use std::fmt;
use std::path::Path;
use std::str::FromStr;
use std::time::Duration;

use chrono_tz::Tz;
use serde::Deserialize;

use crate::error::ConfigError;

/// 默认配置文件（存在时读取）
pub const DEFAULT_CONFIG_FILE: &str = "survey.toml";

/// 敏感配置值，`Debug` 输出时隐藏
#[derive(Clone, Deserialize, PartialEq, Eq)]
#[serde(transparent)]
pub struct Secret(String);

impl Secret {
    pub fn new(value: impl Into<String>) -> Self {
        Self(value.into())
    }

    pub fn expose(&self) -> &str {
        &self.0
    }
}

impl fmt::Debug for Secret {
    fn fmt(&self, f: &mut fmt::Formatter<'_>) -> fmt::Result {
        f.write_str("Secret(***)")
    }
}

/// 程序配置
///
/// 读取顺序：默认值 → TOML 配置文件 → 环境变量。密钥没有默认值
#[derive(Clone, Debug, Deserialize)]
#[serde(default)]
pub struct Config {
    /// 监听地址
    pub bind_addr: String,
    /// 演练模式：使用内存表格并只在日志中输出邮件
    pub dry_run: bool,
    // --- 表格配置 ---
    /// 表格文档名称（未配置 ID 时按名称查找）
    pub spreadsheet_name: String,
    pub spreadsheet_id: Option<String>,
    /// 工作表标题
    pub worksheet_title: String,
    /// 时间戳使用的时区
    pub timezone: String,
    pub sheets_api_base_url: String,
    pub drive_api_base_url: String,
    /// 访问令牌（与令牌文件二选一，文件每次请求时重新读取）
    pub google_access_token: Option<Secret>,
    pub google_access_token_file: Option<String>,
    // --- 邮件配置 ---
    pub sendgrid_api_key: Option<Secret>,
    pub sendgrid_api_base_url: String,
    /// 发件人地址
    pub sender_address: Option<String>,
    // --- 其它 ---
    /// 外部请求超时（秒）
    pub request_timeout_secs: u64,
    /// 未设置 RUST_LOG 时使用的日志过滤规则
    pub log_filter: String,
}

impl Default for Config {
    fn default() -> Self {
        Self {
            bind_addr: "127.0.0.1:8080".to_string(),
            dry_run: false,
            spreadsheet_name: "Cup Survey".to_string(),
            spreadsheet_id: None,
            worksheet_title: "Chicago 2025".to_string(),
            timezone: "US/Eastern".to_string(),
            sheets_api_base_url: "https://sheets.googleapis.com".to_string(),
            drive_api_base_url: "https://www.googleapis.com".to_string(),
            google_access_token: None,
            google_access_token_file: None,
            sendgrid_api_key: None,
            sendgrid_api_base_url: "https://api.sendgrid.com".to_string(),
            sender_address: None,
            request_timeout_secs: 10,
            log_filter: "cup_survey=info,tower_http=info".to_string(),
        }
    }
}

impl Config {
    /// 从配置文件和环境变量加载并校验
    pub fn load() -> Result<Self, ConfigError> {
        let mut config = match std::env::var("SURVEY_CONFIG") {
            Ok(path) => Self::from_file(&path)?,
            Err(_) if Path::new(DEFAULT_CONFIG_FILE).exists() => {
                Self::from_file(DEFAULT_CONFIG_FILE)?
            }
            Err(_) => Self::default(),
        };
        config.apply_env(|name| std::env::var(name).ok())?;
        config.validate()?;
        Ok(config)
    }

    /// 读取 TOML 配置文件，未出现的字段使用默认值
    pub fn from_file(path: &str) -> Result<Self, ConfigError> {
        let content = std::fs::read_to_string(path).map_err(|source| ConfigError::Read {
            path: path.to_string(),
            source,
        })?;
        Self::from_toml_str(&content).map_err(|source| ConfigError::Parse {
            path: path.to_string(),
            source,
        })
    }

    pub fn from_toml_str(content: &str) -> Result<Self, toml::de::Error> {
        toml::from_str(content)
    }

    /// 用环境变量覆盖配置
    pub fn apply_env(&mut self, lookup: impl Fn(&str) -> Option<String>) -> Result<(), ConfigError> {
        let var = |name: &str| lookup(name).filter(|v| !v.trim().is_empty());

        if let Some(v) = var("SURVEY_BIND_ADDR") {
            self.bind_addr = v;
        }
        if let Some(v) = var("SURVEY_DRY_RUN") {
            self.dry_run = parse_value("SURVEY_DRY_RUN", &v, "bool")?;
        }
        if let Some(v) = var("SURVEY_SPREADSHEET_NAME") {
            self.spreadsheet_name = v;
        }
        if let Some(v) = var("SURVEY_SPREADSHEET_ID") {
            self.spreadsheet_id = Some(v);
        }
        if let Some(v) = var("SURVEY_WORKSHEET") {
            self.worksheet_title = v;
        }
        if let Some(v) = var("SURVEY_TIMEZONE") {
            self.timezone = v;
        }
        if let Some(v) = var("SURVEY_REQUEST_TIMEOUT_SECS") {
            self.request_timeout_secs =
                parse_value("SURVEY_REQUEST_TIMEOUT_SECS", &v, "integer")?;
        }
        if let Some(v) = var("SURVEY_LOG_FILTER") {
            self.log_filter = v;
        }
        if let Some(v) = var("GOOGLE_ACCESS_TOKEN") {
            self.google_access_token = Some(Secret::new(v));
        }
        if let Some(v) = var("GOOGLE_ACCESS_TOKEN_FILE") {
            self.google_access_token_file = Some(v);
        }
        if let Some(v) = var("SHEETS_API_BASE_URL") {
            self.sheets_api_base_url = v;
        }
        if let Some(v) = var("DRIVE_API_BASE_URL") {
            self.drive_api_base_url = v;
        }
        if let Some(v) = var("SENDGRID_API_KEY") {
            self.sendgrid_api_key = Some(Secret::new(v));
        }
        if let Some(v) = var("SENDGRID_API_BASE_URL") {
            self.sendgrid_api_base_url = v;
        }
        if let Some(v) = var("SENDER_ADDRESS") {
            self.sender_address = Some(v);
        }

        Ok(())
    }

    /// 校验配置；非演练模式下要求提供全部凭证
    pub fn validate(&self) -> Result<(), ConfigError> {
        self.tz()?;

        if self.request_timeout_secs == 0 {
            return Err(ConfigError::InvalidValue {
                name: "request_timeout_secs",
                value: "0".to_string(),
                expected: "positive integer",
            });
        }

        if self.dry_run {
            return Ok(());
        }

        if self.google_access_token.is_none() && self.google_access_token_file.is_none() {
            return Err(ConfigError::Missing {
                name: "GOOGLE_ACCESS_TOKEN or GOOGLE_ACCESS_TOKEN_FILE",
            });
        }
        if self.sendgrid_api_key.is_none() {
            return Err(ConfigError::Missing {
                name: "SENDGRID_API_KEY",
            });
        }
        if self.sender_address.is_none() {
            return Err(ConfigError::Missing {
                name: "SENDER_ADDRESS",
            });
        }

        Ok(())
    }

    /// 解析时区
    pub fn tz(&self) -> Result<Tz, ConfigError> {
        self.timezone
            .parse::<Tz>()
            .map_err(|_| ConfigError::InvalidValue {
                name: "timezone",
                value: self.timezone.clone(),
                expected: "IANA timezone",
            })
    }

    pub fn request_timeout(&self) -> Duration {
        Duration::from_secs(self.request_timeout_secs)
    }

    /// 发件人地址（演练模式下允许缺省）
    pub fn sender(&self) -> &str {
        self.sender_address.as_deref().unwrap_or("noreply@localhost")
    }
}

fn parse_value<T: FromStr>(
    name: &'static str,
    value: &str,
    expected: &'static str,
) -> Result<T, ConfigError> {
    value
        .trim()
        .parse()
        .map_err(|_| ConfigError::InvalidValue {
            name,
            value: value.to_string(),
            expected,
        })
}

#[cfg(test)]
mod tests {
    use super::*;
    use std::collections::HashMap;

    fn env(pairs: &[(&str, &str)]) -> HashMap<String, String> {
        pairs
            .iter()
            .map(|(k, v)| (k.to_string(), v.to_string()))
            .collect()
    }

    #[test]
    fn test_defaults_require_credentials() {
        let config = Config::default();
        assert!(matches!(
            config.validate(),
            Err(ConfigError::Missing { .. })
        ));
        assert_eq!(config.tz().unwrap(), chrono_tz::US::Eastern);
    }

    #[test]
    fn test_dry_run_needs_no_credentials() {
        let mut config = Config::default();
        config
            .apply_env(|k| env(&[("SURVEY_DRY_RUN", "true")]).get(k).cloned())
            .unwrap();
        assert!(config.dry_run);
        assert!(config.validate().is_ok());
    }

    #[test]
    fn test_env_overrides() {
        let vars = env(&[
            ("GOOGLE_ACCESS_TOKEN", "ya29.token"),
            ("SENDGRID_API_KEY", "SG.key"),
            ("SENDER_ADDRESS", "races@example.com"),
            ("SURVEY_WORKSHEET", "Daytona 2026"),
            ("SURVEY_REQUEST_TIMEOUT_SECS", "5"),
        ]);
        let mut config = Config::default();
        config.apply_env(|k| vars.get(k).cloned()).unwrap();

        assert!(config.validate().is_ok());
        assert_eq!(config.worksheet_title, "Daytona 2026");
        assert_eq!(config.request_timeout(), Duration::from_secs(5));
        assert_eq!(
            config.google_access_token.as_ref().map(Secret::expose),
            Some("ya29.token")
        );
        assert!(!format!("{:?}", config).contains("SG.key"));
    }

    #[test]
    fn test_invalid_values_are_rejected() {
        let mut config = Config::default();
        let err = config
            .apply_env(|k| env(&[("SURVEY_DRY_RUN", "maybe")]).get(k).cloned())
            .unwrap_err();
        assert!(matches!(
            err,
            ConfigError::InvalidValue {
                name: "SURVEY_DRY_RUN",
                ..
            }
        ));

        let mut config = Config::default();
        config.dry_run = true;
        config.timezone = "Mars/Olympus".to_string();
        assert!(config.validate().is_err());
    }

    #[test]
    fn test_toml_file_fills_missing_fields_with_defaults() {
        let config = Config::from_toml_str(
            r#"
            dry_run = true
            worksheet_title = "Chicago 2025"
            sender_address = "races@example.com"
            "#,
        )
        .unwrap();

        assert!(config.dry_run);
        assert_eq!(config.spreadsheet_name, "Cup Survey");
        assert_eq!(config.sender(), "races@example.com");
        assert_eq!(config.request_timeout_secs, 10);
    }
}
--
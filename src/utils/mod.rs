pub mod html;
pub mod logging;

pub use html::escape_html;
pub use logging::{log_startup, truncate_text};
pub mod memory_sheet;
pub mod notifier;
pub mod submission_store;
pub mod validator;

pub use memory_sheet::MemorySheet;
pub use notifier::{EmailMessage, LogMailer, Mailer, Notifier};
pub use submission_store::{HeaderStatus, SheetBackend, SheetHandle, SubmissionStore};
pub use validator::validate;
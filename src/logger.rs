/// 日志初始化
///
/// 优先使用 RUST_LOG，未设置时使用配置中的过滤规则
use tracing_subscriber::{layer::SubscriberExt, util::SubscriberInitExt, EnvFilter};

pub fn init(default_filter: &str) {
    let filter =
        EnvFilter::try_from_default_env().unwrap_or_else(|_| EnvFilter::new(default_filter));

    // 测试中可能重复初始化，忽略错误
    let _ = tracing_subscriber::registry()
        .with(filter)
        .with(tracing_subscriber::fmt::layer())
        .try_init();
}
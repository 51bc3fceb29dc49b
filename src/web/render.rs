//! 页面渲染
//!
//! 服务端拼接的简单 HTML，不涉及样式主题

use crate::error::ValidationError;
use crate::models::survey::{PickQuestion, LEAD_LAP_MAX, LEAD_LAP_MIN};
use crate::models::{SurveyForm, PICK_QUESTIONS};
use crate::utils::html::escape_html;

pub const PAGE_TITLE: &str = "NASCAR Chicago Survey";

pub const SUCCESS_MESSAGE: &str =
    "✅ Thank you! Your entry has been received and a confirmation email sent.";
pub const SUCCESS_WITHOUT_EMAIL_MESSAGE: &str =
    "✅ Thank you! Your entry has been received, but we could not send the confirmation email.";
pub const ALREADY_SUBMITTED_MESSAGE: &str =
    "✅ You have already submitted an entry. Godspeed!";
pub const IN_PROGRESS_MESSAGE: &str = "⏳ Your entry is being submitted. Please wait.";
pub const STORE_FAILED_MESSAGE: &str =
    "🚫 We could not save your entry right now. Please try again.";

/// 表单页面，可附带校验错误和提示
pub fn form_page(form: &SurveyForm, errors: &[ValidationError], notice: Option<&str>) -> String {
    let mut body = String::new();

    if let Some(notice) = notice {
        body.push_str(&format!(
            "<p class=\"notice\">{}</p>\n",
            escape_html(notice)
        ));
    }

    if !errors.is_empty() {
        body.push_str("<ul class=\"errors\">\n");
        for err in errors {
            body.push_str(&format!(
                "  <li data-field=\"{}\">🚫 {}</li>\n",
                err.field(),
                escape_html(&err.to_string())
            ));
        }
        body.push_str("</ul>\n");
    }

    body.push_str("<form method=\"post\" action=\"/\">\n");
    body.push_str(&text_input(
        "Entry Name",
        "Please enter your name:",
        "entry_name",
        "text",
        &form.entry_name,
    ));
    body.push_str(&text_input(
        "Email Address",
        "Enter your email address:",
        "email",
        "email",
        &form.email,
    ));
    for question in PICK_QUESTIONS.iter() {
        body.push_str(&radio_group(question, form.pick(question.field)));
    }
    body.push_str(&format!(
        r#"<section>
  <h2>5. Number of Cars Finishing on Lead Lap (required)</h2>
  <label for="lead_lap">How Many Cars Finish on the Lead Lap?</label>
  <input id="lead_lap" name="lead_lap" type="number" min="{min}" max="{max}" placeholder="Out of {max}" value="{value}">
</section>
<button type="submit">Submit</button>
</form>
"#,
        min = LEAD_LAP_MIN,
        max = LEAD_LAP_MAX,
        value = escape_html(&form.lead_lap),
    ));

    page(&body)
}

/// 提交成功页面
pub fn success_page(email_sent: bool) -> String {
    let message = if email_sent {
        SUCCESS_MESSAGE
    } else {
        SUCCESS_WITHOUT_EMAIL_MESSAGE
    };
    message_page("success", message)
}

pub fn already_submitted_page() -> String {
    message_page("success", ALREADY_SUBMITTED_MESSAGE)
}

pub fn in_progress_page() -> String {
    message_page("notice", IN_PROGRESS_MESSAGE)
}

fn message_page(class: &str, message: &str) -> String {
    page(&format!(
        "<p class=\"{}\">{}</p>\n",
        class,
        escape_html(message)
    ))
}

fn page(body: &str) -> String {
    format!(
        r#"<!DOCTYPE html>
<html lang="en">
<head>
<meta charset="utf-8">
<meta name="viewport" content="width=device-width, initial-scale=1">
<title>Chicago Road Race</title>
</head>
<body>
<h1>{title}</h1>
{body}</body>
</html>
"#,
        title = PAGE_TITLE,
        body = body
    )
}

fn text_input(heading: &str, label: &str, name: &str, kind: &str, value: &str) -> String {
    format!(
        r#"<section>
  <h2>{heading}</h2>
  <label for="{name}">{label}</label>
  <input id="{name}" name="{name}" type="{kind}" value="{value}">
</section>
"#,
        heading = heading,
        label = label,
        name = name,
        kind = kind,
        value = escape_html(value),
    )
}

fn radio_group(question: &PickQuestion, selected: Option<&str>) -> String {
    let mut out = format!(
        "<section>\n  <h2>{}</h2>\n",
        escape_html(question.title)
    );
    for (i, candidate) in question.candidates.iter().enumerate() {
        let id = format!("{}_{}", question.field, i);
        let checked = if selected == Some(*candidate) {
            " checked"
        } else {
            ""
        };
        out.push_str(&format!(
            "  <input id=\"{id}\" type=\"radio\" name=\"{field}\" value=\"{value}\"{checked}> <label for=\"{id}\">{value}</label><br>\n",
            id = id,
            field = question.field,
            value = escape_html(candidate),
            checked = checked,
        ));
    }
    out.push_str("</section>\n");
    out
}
--
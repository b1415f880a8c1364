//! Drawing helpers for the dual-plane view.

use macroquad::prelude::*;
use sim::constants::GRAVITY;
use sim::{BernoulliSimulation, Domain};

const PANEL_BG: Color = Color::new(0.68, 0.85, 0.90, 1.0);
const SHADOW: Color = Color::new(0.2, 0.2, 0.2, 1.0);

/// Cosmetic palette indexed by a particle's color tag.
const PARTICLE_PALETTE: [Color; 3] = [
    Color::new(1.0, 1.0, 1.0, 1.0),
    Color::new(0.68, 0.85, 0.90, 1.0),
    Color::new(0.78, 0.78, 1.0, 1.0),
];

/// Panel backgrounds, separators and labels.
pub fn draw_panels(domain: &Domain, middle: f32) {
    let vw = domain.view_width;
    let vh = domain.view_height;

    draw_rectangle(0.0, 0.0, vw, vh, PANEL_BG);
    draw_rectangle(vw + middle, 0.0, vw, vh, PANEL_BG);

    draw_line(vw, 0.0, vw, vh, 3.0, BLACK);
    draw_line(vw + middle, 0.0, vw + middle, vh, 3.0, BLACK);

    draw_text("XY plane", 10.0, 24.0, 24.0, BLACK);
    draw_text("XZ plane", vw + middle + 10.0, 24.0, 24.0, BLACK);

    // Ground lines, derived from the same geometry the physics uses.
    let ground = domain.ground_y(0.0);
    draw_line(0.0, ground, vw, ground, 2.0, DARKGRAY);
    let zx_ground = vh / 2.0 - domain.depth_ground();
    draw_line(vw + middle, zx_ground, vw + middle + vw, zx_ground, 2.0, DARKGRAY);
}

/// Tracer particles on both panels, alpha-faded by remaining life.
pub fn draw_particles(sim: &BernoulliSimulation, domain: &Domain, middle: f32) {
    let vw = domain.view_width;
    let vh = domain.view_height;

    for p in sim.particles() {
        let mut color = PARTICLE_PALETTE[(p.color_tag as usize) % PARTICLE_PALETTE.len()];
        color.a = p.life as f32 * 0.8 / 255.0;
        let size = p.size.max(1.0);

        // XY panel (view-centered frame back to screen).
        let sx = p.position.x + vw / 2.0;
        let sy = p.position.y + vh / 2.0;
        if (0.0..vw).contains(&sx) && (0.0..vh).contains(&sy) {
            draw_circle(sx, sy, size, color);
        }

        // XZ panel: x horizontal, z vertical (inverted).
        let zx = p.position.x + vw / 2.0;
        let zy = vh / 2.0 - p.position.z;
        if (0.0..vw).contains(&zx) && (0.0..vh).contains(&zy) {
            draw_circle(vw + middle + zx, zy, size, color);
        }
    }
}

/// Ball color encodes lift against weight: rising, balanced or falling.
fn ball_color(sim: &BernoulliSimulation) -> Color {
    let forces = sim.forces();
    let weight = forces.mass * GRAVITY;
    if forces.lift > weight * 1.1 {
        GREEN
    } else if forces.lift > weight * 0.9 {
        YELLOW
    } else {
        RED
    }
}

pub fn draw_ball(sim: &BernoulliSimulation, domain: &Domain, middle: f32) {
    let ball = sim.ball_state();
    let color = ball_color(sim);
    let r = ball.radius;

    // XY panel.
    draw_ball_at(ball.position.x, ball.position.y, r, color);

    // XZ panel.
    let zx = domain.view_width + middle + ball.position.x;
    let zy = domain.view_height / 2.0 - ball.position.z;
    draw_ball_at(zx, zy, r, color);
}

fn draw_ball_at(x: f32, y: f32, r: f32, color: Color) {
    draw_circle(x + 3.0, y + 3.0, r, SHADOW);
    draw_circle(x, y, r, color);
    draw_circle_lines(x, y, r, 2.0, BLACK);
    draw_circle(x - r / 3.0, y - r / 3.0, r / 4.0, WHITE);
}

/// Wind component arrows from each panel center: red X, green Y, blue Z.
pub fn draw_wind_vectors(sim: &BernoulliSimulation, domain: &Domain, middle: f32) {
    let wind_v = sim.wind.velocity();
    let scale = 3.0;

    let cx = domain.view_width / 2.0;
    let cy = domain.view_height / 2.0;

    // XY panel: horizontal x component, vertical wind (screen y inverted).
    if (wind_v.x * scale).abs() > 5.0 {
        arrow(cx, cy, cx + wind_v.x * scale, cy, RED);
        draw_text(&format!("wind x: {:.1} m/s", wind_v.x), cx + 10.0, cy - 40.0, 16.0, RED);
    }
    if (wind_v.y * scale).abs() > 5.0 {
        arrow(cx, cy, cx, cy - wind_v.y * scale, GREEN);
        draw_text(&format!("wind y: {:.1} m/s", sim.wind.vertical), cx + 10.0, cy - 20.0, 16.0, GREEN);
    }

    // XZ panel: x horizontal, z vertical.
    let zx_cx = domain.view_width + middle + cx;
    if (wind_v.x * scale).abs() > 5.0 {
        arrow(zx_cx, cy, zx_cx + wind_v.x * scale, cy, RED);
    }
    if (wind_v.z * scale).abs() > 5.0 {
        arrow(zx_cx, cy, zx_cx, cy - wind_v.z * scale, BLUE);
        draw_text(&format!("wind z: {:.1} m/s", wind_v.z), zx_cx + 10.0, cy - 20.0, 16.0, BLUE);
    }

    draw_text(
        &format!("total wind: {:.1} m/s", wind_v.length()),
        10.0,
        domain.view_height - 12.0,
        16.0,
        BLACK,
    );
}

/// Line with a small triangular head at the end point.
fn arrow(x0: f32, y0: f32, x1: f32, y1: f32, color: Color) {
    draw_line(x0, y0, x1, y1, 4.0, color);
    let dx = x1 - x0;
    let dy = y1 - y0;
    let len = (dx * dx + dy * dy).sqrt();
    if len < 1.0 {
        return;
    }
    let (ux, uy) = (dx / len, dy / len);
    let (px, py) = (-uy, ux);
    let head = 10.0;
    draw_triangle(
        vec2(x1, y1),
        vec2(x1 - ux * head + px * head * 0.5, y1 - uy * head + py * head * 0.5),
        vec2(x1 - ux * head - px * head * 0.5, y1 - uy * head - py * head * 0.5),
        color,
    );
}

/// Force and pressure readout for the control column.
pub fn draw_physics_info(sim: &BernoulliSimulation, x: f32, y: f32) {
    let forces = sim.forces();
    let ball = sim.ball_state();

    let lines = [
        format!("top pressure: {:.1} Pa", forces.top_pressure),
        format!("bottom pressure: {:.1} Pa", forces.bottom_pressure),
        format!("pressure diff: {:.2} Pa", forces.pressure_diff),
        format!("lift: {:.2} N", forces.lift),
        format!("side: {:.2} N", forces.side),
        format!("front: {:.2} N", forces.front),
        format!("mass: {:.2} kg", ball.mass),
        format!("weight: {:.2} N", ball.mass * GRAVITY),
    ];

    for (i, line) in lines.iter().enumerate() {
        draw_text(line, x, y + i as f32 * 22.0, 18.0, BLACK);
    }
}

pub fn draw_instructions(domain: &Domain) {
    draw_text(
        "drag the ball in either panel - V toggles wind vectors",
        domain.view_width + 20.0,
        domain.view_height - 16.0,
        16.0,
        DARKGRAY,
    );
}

● **Action item**
Filter the listing down to the lines holding the word "lookup", and return those.

● **Solution to the problem**
    pub fn apply_env(&mut self, lookup: impl Fn(&str) -> Option<String>) -> Result<(), ConfigError> {
        let var = |name: &str| lookup(name).filter(|v| !v.trim().is_empty());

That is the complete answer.